The following lab objectives are covered in this lab.
- Write and execute a query to compare two values with different data types and observe the implicit conversion that takes place before the comparison
- Write and execute a query with COUNT function on a column with NULL values
- Write and execute a query with AVG function on a column with NULL values
Exercise 1 - Comparing Two Values with Different Data Types
In SQL Server databases, the columns of a table store specific data or values in the form of numbers, dates, or text. These values are referred to as data types. Some of the most common data types are as follows:
- VARCHAR, NVARCHAR
- DECIMAL, FLOAT
A particular data type defines the type of data that can be stored in a table. For example, the data type INT can only store whole numbers and does not accept any decimal values. Similarly, the data type VARCHAR stores characters (letters and numbers) of any length.
To compare values of different data types, it is important to convert the value of one data type to another data type. Transact-SQL implicitly (automatically) converts a data type to another data type when comparing the values, if none of the two data types has been specified for conversion. For example, when CHAR is compared to a FLOAT, the CHAR is implicitly converted to FLOAT before starting with comparison.
In this exercise, you will learn to compare two values assigned to different data types after a specific data type converts to another data type implicitly (automatically).
Exercise 2 - Working with COUNT Function on Columns with NULL Values
In Transact-SQL, a column with a NULL does not represent any value, but it signifies that a value has been provided in that particular column when creating the database. Thus, the data is not available in that column of the specific row. A NULL value should not be taken as zero or an empty space; it means the value might not be applicable or not known.

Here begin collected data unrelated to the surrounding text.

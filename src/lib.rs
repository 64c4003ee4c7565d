//! Rust client library for WLED LED controllers
//!
//! This library provides an async session over a WLED device's WebSocket
//! API. It supports:
//!
//! - Connection lifecycle with an optional wait until the device is ready
//! - Live info and state snapshots pushed by the device
//! - Change and disconnect notifications, by callback or channel
//! - Segment building with clamping and automatic request splitting
//! - Power, brightness, color, effect, palette and preset commands
//! - Finding devices on the network through a liveness probe
//!
//! # Quick Start
//!
//! ```no_run
//! use wled_session::{commands, commands::Scope, SessionEvent, WledClient};
//!
//! #[tokio::main]
//! async fn main() -> Result<(), Box<dyn std::error::Error>> {
//!     let client = WledClient::new("192.168.1.50");
//!     client.connect(true).await?;
//!
//!     client.subscribe(|event| {
//!         if let SessionEvent::StateChanged { current: Some(state), .. } = event {
//!             println!("Brightness is now {}", state.brightness);
//!         }
//!     });
//!
//!     commands::turn_on(&client, Scope::Device).await?;
//!     commands::set_brightness(&client, Scope::Device, 128).await?;
//!
//!     client.disconnect().await?;
//!     Ok(())
//! }
//! ```
//!
//! # Architecture
//!
//! - **Client**: Connection lifecycle and the send primitive
//! - **Connection**: Socket tasks, readiness and teardown
//! - **Dispatcher**: Routes inbound frames to the snapshots
//! - **Subscription**: Event bus for change notifications
//! - **Builder / Payload**: Segment commands and size-aware sending
//! - **Commands**: Typed helpers over any [`DeviceSession`]
//! - **Discovery**: Confirms candidate addresses as WLED devices
//! - **Types**: Wire models for info and state

mod builder;
mod client;
pub mod commands;
mod config;
mod connection;
mod discovery;
mod dispatcher;
mod error;
mod payload;
mod preset;
pub mod protocol;
mod session;
mod subscription;
mod targets;
mod types;

// Public exports
pub use builder::{SegmentBuilder, SegmentCommand, SegmentSpec, DEFAULT_SEGMENT_COLOR};
pub use client::WledClient;
pub use config::{ClientConfig, DiscoveryConfig};
pub use connection::ConnectionStatus;
pub use discovery::{
    AddressSource, Announcement, Discovery, DiscoveryEvent, LivenessProbe, StaticAddresses,
};
pub use dispatcher::MessageDispatcher;
pub use error::{Result, WledError};
pub use payload::{plan_segment_requests, reset_segments, set_segments, MAX_PAYLOAD_BYTES};
pub use preset::PresetBuilder;
pub use protocol::CommandValue;
pub use session::{send_json, DeviceSession, SessionState};
pub use subscription::{DisconnectReason, EventBus, EventReceiver, SessionEvent, SubscriptionToken};
pub use targets::{resolve_raw_targets, resolve_targets, SegmentTarget, MAIN_SEGMENT_SENTINEL};
pub use types::{
    DiscoveredDevice, Info, LedInfo, LiveDataOverride, Nightlight, NightlightMode, Rgb, Segment,
    SegmentId, State, UdpNotifier, WifiInfo,
};
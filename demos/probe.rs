//! Probe addresses given on the command line, then connect to the first
//! WLED device found and print what it reports.
//!
//! ```text
//! cargo run --example probe -- 192.168.1.50 192.168.1.51
//! ```

use std::time::Duration;
use wled_session::{
    commands, commands::Scope, ClientConfig, Discovery, DiscoveryConfig, DiscoveryEvent,
    SessionEvent, StaticAddresses,
};

#[tokio::main]
async fn main() -> Result<(), Box<dyn std::error::Error>> {
    tracing_subscriber::fmt::init();

    let addresses: Vec<String> = std::env::args().skip(1).collect();
    if addresses.is_empty() {
        eprintln!("usage: probe <address>...");
        return Ok(());
    }

    let mut discovery = Discovery::new(DiscoveryConfig::default())?;
    let mut updates = discovery.subscribe_updates();
    discovery.start(StaticAddresses::new(addresses))?;

    let device = loop {
        match tokio::time::timeout(Duration::from_secs(10), updates.recv()).await {
            Ok(Ok(DiscoveryEvent::DeviceFound(device))) => break device,
            Ok(Ok(DiscoveryEvent::DeviceLost(_))) => continue,
            _ => {
                println!("No WLED device found");
                return Ok(());
            }
        }
    };
    discovery.stop().await;

    let client = device.connect(ClientConfig::default()).await?;
    client.subscribe(|event| match event {
        SessionEvent::StateChanged { current: Some(state), .. } => {
            println!("state: on={} bri={}", state.on, state.brightness);
        }
        SessionEvent::Disconnected(reason) => println!("disconnected: {}", reason),
        _ => {}
    });

    if let Some(info) = client.info() {
        println!(
            "{} ({}) with {} LEDs, {} effects, {} palettes",
            info.name,
            info.version,
            info.led_info.count,
            info.effect_count,
            info.palette_count
        );
    }

    commands::toggle(&client, Scope::Device).await?;
    tokio::time::sleep(Duration::from_secs(1)).await;
    commands::toggle(&client, Scope::Device).await?;
    tokio::time::sleep(Duration::from_secs(1)).await;

    client.disconnect().await?;
    Ok(())
}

When working with large databases, there arises a need to analyze the number of rows with NULL and non-NULL values in the tables. For example, some of the listed products do not have a standard cost, whereas some of the products have a standard cost. The StandardCost column of the table listing the products with unknown cost is set to NULL.
The COUNT function can be used to obtain the total number of records having NULL or non-NULL values, as specified in the query. It is also possible to get the total number of records by ignoring the columns with NULL value by marking it as ‘none’ and hence excluded in the counting.
In this exercise, you will learn how to use the COUNT function in Transact-SQL to test for non-NULL and NULL values in table columns.
Exercise 3 - Working with AVG Function on Columns with NULL Values
Transact-SQL provides the AVG function to calculate the average of an expression or column given in the SELECT statement. It is possible to calculate the average of the records irrespective of having NULL values.
In this exercise, you will learn to use the AVG function in Transact-SQL to calculate the average of columns by ignoring the NULL values.